## What to produce
Please restate exactly what appears in the records below from the first line to the line where "io_copy host_to_cuda @" is, that line included.
Start of Records shown
// Property-based tests for io-complement invariants.
//
// Generated programs mix `relu` and `add` instructions placed on host, cuda
// and opencl, reading arguments produced on any target. Properties:
// 1. The pass succeeds and leaves a structurally valid graph
// 2. Every input satisfies its picked kernel or is produced by io_copy
// 3. A second scan inserts nothing
// 4. Generated names are fresh; io_copy is always unary
// 5. Narrowing settles every io_copy on one kernel writing its output target
//
// Uses proptest with explicit configuration to prevent CI flakiness.

use std::collections::HashSet;
use std::path::Path;

use mirc::catalog::OpCatalog;
use mirc::config::Overrides;
use mirc::graph::SsaGraph;
use mirc::io_complement::{pick_io_copy_kernel, IoComplementPass, IO_COPY_OUTPUT};
use mirc::pipeline::CompilationState;
use mirc::types::{type_compatible_to, Place};
use proptest::prelude::*;

// ── Program generator ───────────────────────────────────────────────────────

const TARGETS: [&str; 3] = ["host", "cuda", "opencl"];

const KERNELS: &str = concat!(
    "set valid_places = [cuda/float32/nchw, opencl/float32/nchw, host/float32/nchw]\n",
    "kernel io_copy host_to_cuda @ cuda/any/any (Input: host/any/any) -> (Out: cuda/any/any)\n",
    "kernel io_copy cuda_to_host @ cuda/any/any (Input: cuda/any/any) -> (Out: host/any/any)\n",
    "kernel io_copy opencl_to_cuda @ cuda/any/any (Input: opencl/any/any) -> (Out: cuda/any/any)\n",
    "kernel io_copy host_to_opencl @ opencl/any/any (Input: host/any/any) -> (Out: opencl/any/any)\n",
    "kernel io_copy opencl_to_host @ opencl/any/any (Input: opencl/any/any) -> (Out: host/any/any)\n",
    "kernel io_copy cuda_to_opencl @ opencl/any/any (Input: cuda/any/any) -> (Out: opencl/any/any)\n",
    "kernel relu @ host/float32/nchw (X: host/float32/nchw) -> (Out: host/float32/nchw)\n",
    "kernel relu @ cuda/float32/nchw (X: cuda/float32/nchw) -> (Out: cuda/float32/nchw)\n",
    "kernel relu @ opencl/float32/nchw (X: opencl/float32/nchw) -> (Out: opencl/float32/nchw)\n",
    "kernel add @ host/float32/nchw (X: host/float32/nchw, Y: host/float32/nchw) -> (Out: host/float32/nchw)\n",
    "kernel add @ cuda/float32/nchw (X: cuda/float32/nchw, Y: cuda/float32/nchw) -> (Out: cuda/float32/nchw)\n",
    "kernel add @ opencl/float32/nchw (X: opencl/float32/nchw, Y: opencl/float32/nchw) -> (Out: opencl/float32/nchw)\n",
);

#[derive(Debug, Clone)]
struct GenInst {
    binary: bool,
    target: usize,
    lhs: usize,
    rhs: usize,
}

/// Generate a `.mir` program: 1–3 typed arguments, then 1–8 instructions
/// whose inputs are picked from everything defined so far.
fn arb_program() -> impl Strategy<Value = String> {
    let args = prop::collection::vec(0..TARGETS.len(), 1..=3);
    let insts = prop::collection::vec(
        (prop::bool::ANY, 0..TARGETS.len(), 0usize..64, 0usize..64).prop_map(
            |(binary, target, lhs, rhs)| GenInst {
                binary,
                target,
                lhs,
                rhs,
            },
        ),
        1..=8,
    );
    (args, insts).prop_map(|(args, insts)| {
        let mut src = String::from(KERNELS);
        let mut defined: Vec<String> = Vec::new();
        for (i, t) in args.iter().enumerate() {
            src.push_str(&format!("arg a{}: {}/float32/nchw\n", i, TARGETS[*t]));
            defined.push(format!("a{}", i));
        }
        for (j, inst) in insts.iter().enumerate() {
            let lhs = &defined[inst.lhs % defined.len()];
            let place = format!("{}/float32/nchw", TARGETS[inst.target]);
            let line = if inst.binary {
                let rhs = &defined[inst.rhs % defined.len()];
                format!("inst add(X: {}, Y: {}) -> (Out: t{}) @ {}\n", lhs, rhs, j, place)
            } else {
                format!("inst relu(X: {}) -> (Out: t{}) @ {}\n", lhs, j, place)
            };
            src.push_str(&line);
            defined.push(format!("t{}", j));
        }
        src
    })
}

// ── Helpers ─────────────────────────────────────────────────────────────────

fn build(source: &str) -> (SsaGraph, OpCatalog, Vec<Place>) {
    let (state, diags) = CompilationState::prepare(
        source,
        Path::new("<generated>"),
        OpCatalog::new(),
        &Overrides::default(),
    );
    assert!(diags.is_empty(), "prepare diagnostics: {:?}\n{}", diags, source);
    let state = state.unwrap();
    let built = mirc::build::build_graph(&state.program, &state.catalog, &state.settings.valid_places);
    assert!(built.diagnostics.is_empty(), "build diagnostics: {:?}\n{}", built.diagnostics, source);
    (built.graph, state.catalog, state.settings.valid_places)
}

/// Number of (consumer, argument) pairs whose type mismatches the consumer's
/// picked kernel.
fn count_mismatches(graph: &SsaGraph) -> usize {
    let mut count = 0;
    for (id, inst) in graph.instructions() {
        if inst.is_io_copy() {
            continue;
        }
        let Some(kernel) = inst.picked_kernel() else {
            continue;
        };
        for &input in &graph.node(id).unwrap().inlinks {
            let arg = graph.node(input).unwrap().as_argument().unwrap();
            let formal = inst.desc().input_argname(&arg.name).unwrap();
            let declared = kernel.input_decl_type(formal).unwrap();
            if !type_compatible_to(&arg.ty.unwrap(), declared) {
                count += 1;
            }
        }
    }
    count
}

fn is_satisfied(graph: &SsaGraph) -> bool {
    graph.instructions().filter(|(_, i)| !i.is_io_copy()).all(|(id, inst)| {
        let kernel = inst.picked_kernel().unwrap();
        graph.node(id).unwrap().inlinks.iter().all(|&input| {
            let arg = graph.node(input).unwrap().as_argument().unwrap();
            let formal = inst.desc().input_argname(&arg.name).unwrap();
            let declared = kernel.input_decl_type(formal).unwrap();
            let via_io_copy = graph
                .producer(input)
                .and_then(|p| graph.node(p)?.as_instruction())
                .is_some_and(|p| p.is_io_copy());
            type_compatible_to(&arg.ty.unwrap(), declared) || via_io_copy
        })
    })
}

fn io_copy_ids(graph: &SsaGraph) -> Vec<mirc::id::NodeId> {
    graph
        .instructions()
        .filter(|(_, i)| i.is_io_copy())
        .map(|(id, _)| id)
        .collect()
}

// ── Properties ──────────────────────────────────────────────────────────────

proptest! {
    #![proptest_config(ProptestConfig {
        cases: 100,
        max_shrink_iters: 200,
        .. ProptestConfig::default()
    })]

    #[test]
    fn pass_inserts_one_io_copy_per_mismatch(source in arb_program()) {
        let (mut graph, catalog, places) = build(&source);
        let expected = count_mismatches(&graph);
        let mut pass = IoComplementPass::new();
        pass.set_valid_places(places).unwrap();

        let inserted = pass.apply(&mut graph, &catalog).unwrap();
        prop_assert_eq!(inserted, expected);
        prop_assert_eq!(io_copy_ids(&graph).len(), expected);
        prop_assert!(graph.check_valid().is_ok());
        prop_assert!(is_satisfied(&graph), "unsatisfied input in\n{}", graph);
    }

    #[test]
    fn second_scan_is_a_no_op(source in arb_program()) {
        let (mut graph, catalog, places) = build(&source);
        let mut pass = IoComplementPass::new();
        pass.set_valid_places(places).unwrap();
        pass.apply(&mut graph, &catalog).unwrap();
        let once = graph.to_string();

        prop_assert_eq!(pass.apply(&mut graph, &catalog).unwrap(), 0);
        prop_assert_eq!(graph.to_string(), once);
    }

    #[test]
    fn names_are_fresh_and_io_copy_is_unary(source in arb_program()) {
        let (mut graph, catalog, places) = build(&source);
        let before: HashSet<String> = graph.arguments().map(|(_, a)| a.name.clone()).collect();
        let mut pass = IoComplementPass::new();
        pass.set_valid_places(places).unwrap();
        pass.apply(&mut graph, &catalog).unwrap();

        let after: Vec<String> = graph.arguments().map(|(_, a)| a.name.clone()).collect();
        let created: Vec<&String> = after.iter().filter(|n| !before.contains(*n)).collect();
        prop_assert_eq!(created.len(), io_copy_ids(&graph).len());
        for name in &created {
            prop_assert!(name.contains("/trans/"), "unexpected name {}", name);
        }

        for id in io_copy_ids(&graph) {
            let node = graph.node(id).unwrap();
            prop_assert_eq!(node.inlinks.len(), 1);
            prop_assert_eq!(node.outlinks.len(), 1);
            let out = graph.node(node.outlinks[0]).unwrap().as_argument().unwrap();
            prop_assert!(!before.contains(&out.name));
        }
    }

    #[test]
    fn narrowing_settles_every_io_copy(source in arb_program()) {
        let (mut graph, catalog, places) = build(&source);
        let mut pass = IoComplementPass::new();
        pass.set_valid_places(places).unwrap();
        pass.apply(&mut graph, &catalog).unwrap();

        let warnings = pick_io_copy_kernel(&mut graph).unwrap();
        prop_assert!(warnings.is_empty(), "unexpected warnings: {:?}", warnings);
        for id in io_copy_ids(&graph) {
            let node = graph.node(id).unwrap();
            let inst = node.as_instruction().unwrap();
            prop_assert_eq!(inst.valid_kernels.len(), 1);
            let out = graph.node(node.outlinks[0]).unwrap().as_argument().unwrap();
            let declared_out = inst.valid_kernels[0].output_decl_type(IO_COPY_OUTPUT).unwrap();
            prop_assert_eq!(declared_out.target, out.ty.unwrap().target);
        }
        prop_assert!(graph.check_valid().is_ok());
    }
}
End of Records shown
## Completed task
// Property-based tests for io-complement invariants.
//
// Generated programs mix `relu` and `add` instructions placed on host, cuda
// and opencl, reading arguments produced on any target. Properties:
// 1. The pass succeeds and leaves a structurally valid graph
// 2. Every input satisfies its picked kernel or is produced by io_copy
// 3. A second scan inserts nothing
// 4. Generated names are fresh; io_copy is always unary
// 5. Narrowing settles every io_copy on one kernel writing its output target
//
// Uses proptest with explicit configuration to prevent CI flakiness.

use std::collections::HashSet;
use std::path::Path;

use mirc::catalog::OpCatalog;
use mirc::config::Overrides;
use mirc::graph::SsaGraph;
use mirc::io_complement::{pick_io_copy_kernel, IoComplementPass, IO_COPY_OUTPUT};
use mirc::pipeline::CompilationState;
use mirc::types::{type_compatible_to, Place};
use proptest::prelude::*;

// ── Program generator ───────────────────────────────────────────────────────

const TARGETS: [&str; 3] = ["host", "cuda", "opencl"];

const KERNELS: &str = concat!(
    "set valid_places = [cuda/float32/nchw, opencl/float32/nchw, host/float32/nchw]\n",
    "kernel io_copy host_to_cuda @ cuda/any/any (Input: host/any/any) -> (Out: cuda/any/any)\n",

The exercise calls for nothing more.